Exercise goal: Repeat nothing but the line containing "let content = fs::read_to_string(&config_path).unwrap();" and the lines that follow it, up to and including the last line of the data below.

[Stored data]
'''

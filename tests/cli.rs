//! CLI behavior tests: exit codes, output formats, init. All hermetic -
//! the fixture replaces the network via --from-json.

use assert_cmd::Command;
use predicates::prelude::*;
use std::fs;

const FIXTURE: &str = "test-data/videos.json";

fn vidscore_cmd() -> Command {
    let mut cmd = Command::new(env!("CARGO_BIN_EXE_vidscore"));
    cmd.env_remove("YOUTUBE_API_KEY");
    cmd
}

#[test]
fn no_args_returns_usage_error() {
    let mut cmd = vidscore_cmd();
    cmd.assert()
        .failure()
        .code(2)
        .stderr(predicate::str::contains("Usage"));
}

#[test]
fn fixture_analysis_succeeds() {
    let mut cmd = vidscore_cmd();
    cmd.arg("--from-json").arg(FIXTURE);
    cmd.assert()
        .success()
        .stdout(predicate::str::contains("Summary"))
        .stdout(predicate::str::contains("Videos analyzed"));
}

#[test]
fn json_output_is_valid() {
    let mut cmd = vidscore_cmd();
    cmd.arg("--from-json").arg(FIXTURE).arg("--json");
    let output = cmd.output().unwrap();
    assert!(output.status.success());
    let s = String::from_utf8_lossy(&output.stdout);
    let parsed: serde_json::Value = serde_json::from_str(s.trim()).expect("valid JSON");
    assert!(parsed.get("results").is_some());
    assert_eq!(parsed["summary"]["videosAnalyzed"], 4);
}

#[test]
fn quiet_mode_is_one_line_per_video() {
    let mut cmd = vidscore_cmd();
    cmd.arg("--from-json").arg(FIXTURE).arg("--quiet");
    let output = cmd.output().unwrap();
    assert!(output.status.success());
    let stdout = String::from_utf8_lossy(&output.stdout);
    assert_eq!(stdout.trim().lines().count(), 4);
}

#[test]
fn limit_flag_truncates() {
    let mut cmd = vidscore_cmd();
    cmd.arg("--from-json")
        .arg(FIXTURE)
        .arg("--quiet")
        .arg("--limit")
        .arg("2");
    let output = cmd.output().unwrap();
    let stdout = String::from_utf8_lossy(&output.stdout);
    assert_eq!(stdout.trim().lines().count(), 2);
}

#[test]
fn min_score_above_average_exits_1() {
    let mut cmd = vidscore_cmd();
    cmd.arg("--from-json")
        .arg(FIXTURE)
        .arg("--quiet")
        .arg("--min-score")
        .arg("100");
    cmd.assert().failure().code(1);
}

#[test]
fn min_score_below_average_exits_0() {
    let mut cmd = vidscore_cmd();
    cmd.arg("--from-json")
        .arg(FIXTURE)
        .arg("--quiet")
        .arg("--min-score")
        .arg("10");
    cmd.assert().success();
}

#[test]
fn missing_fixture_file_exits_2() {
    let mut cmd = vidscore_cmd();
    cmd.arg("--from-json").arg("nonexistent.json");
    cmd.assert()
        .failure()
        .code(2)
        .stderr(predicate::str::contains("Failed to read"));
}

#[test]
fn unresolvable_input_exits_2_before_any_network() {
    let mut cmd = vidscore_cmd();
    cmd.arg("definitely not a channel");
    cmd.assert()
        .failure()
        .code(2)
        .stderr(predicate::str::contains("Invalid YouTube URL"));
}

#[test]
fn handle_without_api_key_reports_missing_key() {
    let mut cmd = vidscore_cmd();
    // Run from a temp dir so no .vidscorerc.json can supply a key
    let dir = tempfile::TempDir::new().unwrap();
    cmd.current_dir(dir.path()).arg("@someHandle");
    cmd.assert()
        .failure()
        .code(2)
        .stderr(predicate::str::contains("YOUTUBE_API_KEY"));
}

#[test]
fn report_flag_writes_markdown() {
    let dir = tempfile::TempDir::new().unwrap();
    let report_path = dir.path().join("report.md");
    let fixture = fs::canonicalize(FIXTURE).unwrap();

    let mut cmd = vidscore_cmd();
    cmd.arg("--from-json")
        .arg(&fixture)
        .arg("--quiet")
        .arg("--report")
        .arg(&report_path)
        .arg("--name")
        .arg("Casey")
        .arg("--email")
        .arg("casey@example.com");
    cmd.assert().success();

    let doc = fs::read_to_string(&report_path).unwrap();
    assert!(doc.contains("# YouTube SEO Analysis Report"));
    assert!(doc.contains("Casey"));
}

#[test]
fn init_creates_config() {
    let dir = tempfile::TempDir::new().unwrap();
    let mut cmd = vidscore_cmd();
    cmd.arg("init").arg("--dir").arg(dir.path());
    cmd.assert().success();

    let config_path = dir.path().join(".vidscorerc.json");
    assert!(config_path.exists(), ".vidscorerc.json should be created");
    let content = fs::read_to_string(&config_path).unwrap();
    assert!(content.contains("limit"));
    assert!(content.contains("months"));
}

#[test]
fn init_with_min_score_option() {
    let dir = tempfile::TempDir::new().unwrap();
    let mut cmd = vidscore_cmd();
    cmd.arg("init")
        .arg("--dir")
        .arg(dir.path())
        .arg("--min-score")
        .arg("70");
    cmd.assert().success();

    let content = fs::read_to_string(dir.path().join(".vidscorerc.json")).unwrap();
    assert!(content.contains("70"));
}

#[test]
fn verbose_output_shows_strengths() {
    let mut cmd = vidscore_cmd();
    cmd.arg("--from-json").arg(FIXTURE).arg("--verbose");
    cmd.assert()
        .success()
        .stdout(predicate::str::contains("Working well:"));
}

'''

Written reply:
    let content = fs::read_to_string(&config_path).unwrap();
    assert!(content.contains("limit"));
    assert!(content.contains("months"));
}

#[test]
fn init_with_min_score_option() {
    let dir = tempfile::TempDir::new().unwrap();
    let mut cmd = vidscore_cmd();
    cmd.arg("init")
        .arg("--dir")
        .arg(dir.path())
        .arg("--min-score")
        .arg("70");
    cmd.assert().success();

    let content = fs::read_to_string(dir.path().join(".vidscorerc.json")).unwrap();
    assert!(content.contains("70"));
}

#[test]
fn verbose_output_shows_strengths() {
    let mut cmd = vidscore_cmd();
    cmd.arg("--from-json").arg(FIXTURE).arg("--verbose");
    cmd.assert()
        .success()
        .stdout(predicate::str::contains("Working well:"));
}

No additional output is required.